OBJECTIVE: To explore the occurrence and development of sepsis-induced cardiomyopathy (SIC) and its correlation with left ventricular arterial coupling.

METHODS: A total of 46 SIC patients were recruited and divided into non-survival and survival groups. And hemodynamics parameters, lactate, cardiac elastance (Ees), arterial elastance (Ea) and ventricular-arterial coupling (Ea/Ees), stroke work (SW), total mechanical work (PVA) and cardiac work efficiency (SW/PVA) were recorded before and after an onset of SIC.
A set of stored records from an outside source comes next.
//! Terminal stand-in for an analysis screen.
//!
//! Mirrors what the app screens do: submit in the background, show a
//! loading state, then render whatever arrives on the delivery channel.

use std::path::Path;

use anyhow::{Context, Result};
use image::DynamicImage;
use leafscan_client::{DeliveryReceiver, Dispatcher, ScreenState};
use leafscan_models::{Endpoint, InferenceResult};
use tracing::info;

/// Submit one image and drive the screen until its request settles.
pub async fn run_screen(
    dispatcher: &Dispatcher,
    deliveries: &mut DeliveryReceiver,
    image: DynamicImage,
    endpoint: Endpoint,
) -> Result<ScreenState> {
    let mut screen = ScreenState::default();
    screen.select_image();

    let request_id = dispatcher.submit(image, endpoint);
    screen.begin(request_id)?;
    info!(%request_id, %endpoint, "Processing...");

    while screen.is_loading() {
        let delivery = deliveries
            .recv()
            .await
            .context("delivery channel closed before the request settled")?;
        screen.settle(delivery);
    }

    Ok(screen)
}

/// Result card text. `detailed` expands classification output.
pub fn render(screen: &ScreenState, detailed: bool) -> Option<String> {
    match screen {
        ScreenState::Ready(InferenceResult::Classification(c)) if detailed => Some(c.detailed()),
        other => other.display_text(),
    }
}

/// Write the annotated image, if the result has one. Returns whether a
/// file was written.
pub fn save_annotated(screen: &ScreenState, path: &Path) -> Result<bool> {
    let ScreenState::Ready(result) = screen else {
        return Ok(false);
    };
    let Some(image) = result.annotated_image() else {
        return Ok(false);
    };
    image
        .save(path)
        .with_context(|| format!("failed to write {}", path.display()))?;
    Ok(true)
}
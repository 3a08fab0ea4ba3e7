//! Reserved keyword vocabulary for the Elm language.
//!
//! This module is the single source of truth for reserved words: a stable
//! identifier ([`KeywordId`]) plus a const spelling table ([`KEYWORDS`]).
//!
//! ## Notes
//! - Lookup via [`from_str`] is case-sensitive; `Let` and `let` are different.
//! - The layout pass cares about a three-keyword subset: `let` and `of` open
//!   an indentation section, `in` closes a single-line `let` block.
//!
//! ## Examples
//! ```rust
//! use elm_syntax::lexer::keywords::{self, KeywordId};
//!
//! assert_eq!(keywords::from_str("let"), Some(KeywordId::Let));
//! assert_eq!(keywords::as_str(KeywordId::Let), "let");
//! ```

/// Stable identifier for every reserved keyword.
#[derive(Debug, Clone, Copy, PartialEq, Eq, Hash)]
pub enum KeywordId {
    // Module header
    Module,
    Import,
    Exposing,
    As,
    Port,

    // Type declarations
    Type,
    Alias,

    // Expressions
    If,
    Then,
    Else,
    Case,
    Of,
    Let,
    In,

    // Operator declarations
    Infix,
}

/// Canonical spelling table, one entry per [`KeywordId`].
pub const KEYWORDS: &[(KeywordId, &str)] = &[
    (KeywordId::Module, "module"),
    (KeywordId::Import, "import"),
    (KeywordId::Exposing, "exposing"),
    (KeywordId::As, "as"),
    (KeywordId::Port, "port"),
    (KeywordId::Type, "type"),
    (KeywordId::Alias, "alias"),
    (KeywordId::If, "if"),
    (KeywordId::Then, "then"),
    (KeywordId::Else, "else"),
    (KeywordId::Case, "case"),
    (KeywordId::Of, "of"),
    (KeywordId::Let, "let"),
    (KeywordId::In, "in"),
    (KeywordId::Infix, "infix"),
];

/// Resolve a spelling to its keyword id, if reserved.
pub fn from_str(name: &str) -> Option<KeywordId> {
    KEYWORDS
        .iter()
        .find(|(_, spelling)| *spelling == name)
        .map(|(id, _)| *id)
}

/// The canonical spelling of a keyword.
pub fn as_str(id: KeywordId) -> &'static str {
    KEYWORDS
        .iter()
        .find(|(candidate, _)| *candidate == id)
        .map(|(_, spelling)| *spelling)
        .unwrap_or_else(|| unreachable!("keyword {id:?} missing from the spelling table"))
}

impl KeywordId {
    /// Return `true` if this keyword introduces an indentation section.
    ///
    /// The first token after `let` or `of` establishes the offside column of
    /// the new section.
    pub fn opens_section(self) -> bool {
        matches!(self, KeywordId::Let | KeywordId::Of)
    }
}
RESULTS: The occurrence and development of SIC had close correlations with left ventricular arterial coupling.Heart and arterial elastance affected the occurrence and outcome of SIC. The former was a underlying cause while the latter a precipitating factor; the primary treatment goal of SIC was improving ventricular-arterial coupling. And the short-term objective was reducing arterial elastance and long-term strategy improving cardiac elastance; Ea declined initially when SIC recovered. And it was consistent with ventricular-arterial coupling improvement. Ees recovery was delayed; before and after SIC, low peripheral vascular resistance within 36 h could reduce arterial elastance Ea; ventricular artery coupling affected cardiac external work, work efficiency and stroke volume and was associated with tissue perfusion.

CONCLUSION: The occurrence and outcome of SIC are simultaneously influenced by Ees and Ea and are closely correlated with Ea/Ees. Treatment goal of SIC is improving ventricular-arterial coupling.Ea should be reduced within 36 h and Ees should be boosted after 48 h.